SECOND DISTRICT ______________________________________________________________________________

PEOPLE OF THE STATE OF ILLINOIS, ) Appeal from the Circuit Court ) of Du Page County. Plaintiff-Appellee, ) ) v. ) No. 18-CM-1349 ) GARRY L. BRODERSEN, ) Honorable ) Paul A. Marchese, Defendant-Appellant. ) Judge, Presiding. ______________________________________________________________________________

JUSTICE SCHOSTOK delivered the judgment of the court. Justices Jorgensen and Birkett concurred in the judgment.

ORDER

¶1 Held: Jury returned legally inconsistent verdicts when it found the defendant guilty of both endangering the health of a child and reckless conduct based on the same conduct; the defendant was not deprived of a fair trial based on the State’s expert’s testimony.

¶2 Following a jury trial, the defendant, Gary Brodersen, was convicted of reckless conduct

(720 ILCS 5/12-5(a)(1) (West 2018)) and knowingly permitting the life or health of a child to be

endangered (Id. § 5/12C-5(a)(2)) and was sentenced to 12 months of court supervision and 20

hours of public service. On appeal, the defendant argues that (1) the jury returned legally

inconsistent verdicts; and (2) the jurors were improperly admonished under Illinois Supreme Court 2022 IL App (2d) 210230-U

Rule 431(b) (eff. July 1, 2012) and (3) the State’s expert’s testimony deprived him of a fair trial.
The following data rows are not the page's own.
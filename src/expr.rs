use std::rc::Rc;
use std::sync::atomic::{AtomicUsize, Ordering};

use crate::stmt::FunctionDecl;
use crate::token::Token;

/// Stable identity of an expression node that may refer to a variable.
///
/// The resolver keys its `(distance, index)` addresses by this id. Ids are
/// unique for the life of the process so trees parsed at different times
/// (REPL lines, `loadFile`) never collide in the interpreter's table.
#[derive(Debug, Clone, Copy, PartialEq, Eq, Hash)]
pub struct ExprId(usize);

static NEXT_EXPR_ID: AtomicUsize = AtomicUsize::new(0);

impl ExprId {
    pub fn fresh() -> Self {
        ExprId(NEXT_EXPR_ID.fetch_add(1, Ordering::Relaxed))
    }
}

/// A **literal constant** that appears directly in the source code.
#[derive(Debug, Clone, PartialEq)]
pub enum LiteralValue {
    Number(f64),
    Str(String),
    True,
    False,
    Nil,
}

#[derive(Debug, Clone)]
pub enum Expr {
    /// `name = value`
    Assign {
        id: ExprId,
        name: Token,
        value: Box<Expr>,
    },

    /// Infix operator: `a + b`, `x <= y`, `n % 2`.
    Binary {
        left: Box<Expr>,
        operator: Token,
        right: Box<Expr>,
    },

    Call {
        callee: Box<Expr>,
        /// The closing `)` token, retained for error reporting.
        paren: Token,
        arguments: Vec<Expr>,
    },

    /// `object.name`
    Get { object: Box<Expr>, name: Token },

    Grouping(Box<Expr>),

    /// Anonymous function: `fun (a, b) { ... }`.
    Lambda(Rc<FunctionDecl>),

    Literal(LiteralValue),

    /// Short‑circuiting `and` / `or`.
    Logical {
        left: Box<Expr>,
        operator: Token,
        right: Box<Expr>,
    },

    /// `object.name = value`
    Set {
        object: Box<Expr>,
        name: Token,
        value: Box<Expr>,
    },

    /// `super.method`
    Super {
        id: ExprId,
        keyword: Token,
        method: Token,
    },

    /// `condition ? then_branch : else_branch`
    Ternary {
        condition: Box<Expr>,
        then_branch: Box<Expr>,
        else_branch: Box<Expr>,
    },

    This { id: ExprId, keyword: Token },

    Unary { operator: Token, right: Box<Expr> },

    Variable { id: ExprId, name: Token },
}

impl Expr {
    pub fn variable(name: Token) -> Self {
        Expr::Variable {
            id: ExprId::fresh(),
            name,
        }
    }

    /// Best‑effort source line for diagnostics.
    pub fn line(&self) -> usize {
        match self {
            Expr::Assign { name, .. } => name.line,
            Expr::Binary { operator, .. } => operator.line,
            Expr::Call { paren, .. } => paren.line,
            Expr::Get { name, .. } => name.line,
            Expr::Grouping(inner) => inner.line(),
            Expr::Lambda(decl) => decl.line,
            Expr::Literal(_) => 0,
            Expr::Logical { operator, .. } => operator.line,
            Expr::Set { name, .. } => name.line,
            Expr::Super { keyword, .. } => keyword.line,
            Expr::Ternary { condition, .. } => condition.line(),
            Expr::This { keyword, .. } => keyword.line,
            Expr::Unary { operator, .. } => operator.line,
            Expr::Variable { name, .. } => name.line,
        }
    }
}
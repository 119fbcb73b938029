//! Slot‑addressed lexical scopes.
//!
//! Every scope is an append‑only list of `(name, value)` slots. The resolver
//! hands the interpreter a `(distance, index)` pair for each local access;
//! the interpreter walks `distance` enclosing links and indexes directly, so
//! no name lookup ever happens at runtime for a resolved variable. Names are
//! kept only for debugging.
//!
//! The top level is not an `Environment`: code executing there has no
//! active scope and its declarations go to the interpreter's global map.

use crate::value::Value;
use log::{debug, trace};
use std::cell::RefCell;
use std::rc::Rc;

/// Shared handle to a scope. Closures, bound methods and active call frames
/// all hold one.
pub type EnvRef = Rc<RefCell<Environment>>;

#[derive(Debug, Default)]
pub struct Environment {
    values: Vec<(String, Value)>,
    enclosing: Option<EnvRef>,
}

impl Environment {
    pub fn new() -> Self {
        Environment {
            values: Vec::new(),
            enclosing: None,
        }
    }

    /// A child scope of `enclosing`; `None` means the child sits directly
    /// under the global namespace.
    pub fn with_enclosing(enclosing: Option<EnvRef>) -> Self {
        Environment {
            values: Vec::new(),
            enclosing,
        }
    }

    pub fn into_ref(self) -> EnvRef {
        Rc::new(RefCell::new(self))
    }

    /// Append a slot; its index is the number of slots defined before it.
    pub fn define(&mut self, name: &str, value: Value) -> usize {
        trace!("define slot {} = '{}'", self.values.len(), name);

        self.values.push((name.to_string(), value));
        self.values.len() - 1
    }

    pub fn len(&self) -> usize {
        self.values.len()
    }

    pub fn is_empty(&self) -> bool {
        self.values.is_empty()
    }

    pub fn enclosing(&self) -> Option<&EnvRef> {
        self.enclosing.as_ref()
    }

    /// Name stored in slot `index` of this scope.
    pub fn slot_name(&self, index: usize) -> Option<&str> {
        self.values.get(index).map(|(name, _)| name.as_str())
    }

    /// Walk `distance` enclosing links starting at `env`.
    ///
    /// # Panics
    ///
    /// Walking past the outermost scope means the resolver and interpreter
    /// disagree about scope layout; that is a bug, not a user error.
    pub fn ancestor(env: &EnvRef, distance: usize) -> EnvRef {
        let mut current: EnvRef = Rc::clone(env);

        for _ in 0..distance {
            let next = current
                .borrow()
                .enclosing
                .clone()
                .expect("resolved scope distance walks past the outermost scope");
            current = next;
        }

        current
    }

    /// Read slot `index` of the scope `distance` links above `env`. `None`
    /// if that slot has not been defined yet, which happens when a closure
    /// runs inside its own variable's initializer.
    pub fn get_at(env: &EnvRef, distance: usize, index: usize) -> Option<Value> {
        let scope = Self::ancestor(env, distance);
        let value = scope.borrow().values.get(index).map(|(_, value)| value.clone());

        if value.is_none() {
            debug!("slot {} at distance {} is not defined yet", index, distance);
        }

        value
    }

    /// Overwrite slot `index` of the scope `distance` links above `env`.
    /// Returns `false` if the slot has not been defined yet.
    pub fn assign_at(env: &EnvRef, value: Value, distance: usize, index: usize) -> bool {
        let scope = Self::ancestor(env, distance);
        let mut scope = scope.borrow_mut();

        match scope.values.get_mut(index) {
            Some(slot) => {
                slot.1 = value;
                true
            }
            None => false,
        }
    }
}

#[cfg(test)]
mod tests {
    use super::*;

    #[test]
    fn define_returns_sequential_indices() {
        let mut env = Environment::new();

        assert_eq!(env.define("a", Value::Number(1.0)), 0);
        assert_eq!(env.define("b", Value::Number(2.0)), 1);
        assert_eq!(env.len(), 2);
        assert_eq!(env.slot_name(1), Some("b"));
    }

    #[test]
    fn get_and_assign_walk_enclosing_links() {
        let outer = Environment::new().into_ref();
        outer.borrow_mut().define("x", Value::Number(1.0));

        let inner = Environment::with_enclosing(Some(Rc::clone(&outer))).into_ref();
        inner.borrow_mut().define("y", Value::Bool(true));

        assert_eq!(Environment::get_at(&inner, 1, 0), Some(Value::Number(1.0)));
        assert_eq!(Environment::get_at(&inner, 0, 0), Some(Value::Bool(true)));

        assert!(Environment::assign_at(&inner, Value::Number(9.0), 1, 0));
        assert_eq!(Environment::get_at(&outer, 0, 0), Some(Value::Number(9.0)));
    }

    #[test]
    fn siblings_share_their_parent() {
        let parent = Environment::new().into_ref();
        parent.borrow_mut().define("shared", Value::Number(0.0));

        let left = Environment::with_enclosing(Some(Rc::clone(&parent))).into_ref();
        let right = Environment::with_enclosing(Some(Rc::clone(&parent))).into_ref();

        Environment::assign_at(&left, Value::Number(5.0), 1, 0);
        assert_eq!(Environment::get_at(&right, 1, 0), Some(Value::Number(5.0)));
    }

    #[test]
    fn undefined_slots_are_reported_not_fabricated() {
        let outer = Environment::new().into_ref();
        let inner = Environment::with_enclosing(Some(Rc::clone(&outer))).into_ref();

        assert_eq!(Environment::get_at(&inner, 1, 0), None);
        assert!(!Environment::assign_at(&inner, Value::Nil, 1, 0));
        assert!(outer.borrow().is_empty());
    }

    #[test]
    #[should_panic(expected = "walks past the outermost scope")]
    fn walking_past_the_root_is_a_bug() {
        let env = Environment::new().into_ref();
        Environment::ancestor(&env, 1);
    }
}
We reverse and remand for additional proceedings.

¶3 I. BACKGROUND

¶4 The defendant was a chemistry teacher at Bartlett High School. On May 15, 2018, the

defendant was doing experiments with liquid nitrogen. One of the defendant’s students, V.K.,

volunteered to participate in a demonstration. After V.K. laid down on the ground, the defendant

poured liquid nitrogen on V.K.’s chest. The liquid also went to V.K.’s groin area. The liquid

nitrogen caused V.K. various injuries, which led him to go to the hospital for treatment.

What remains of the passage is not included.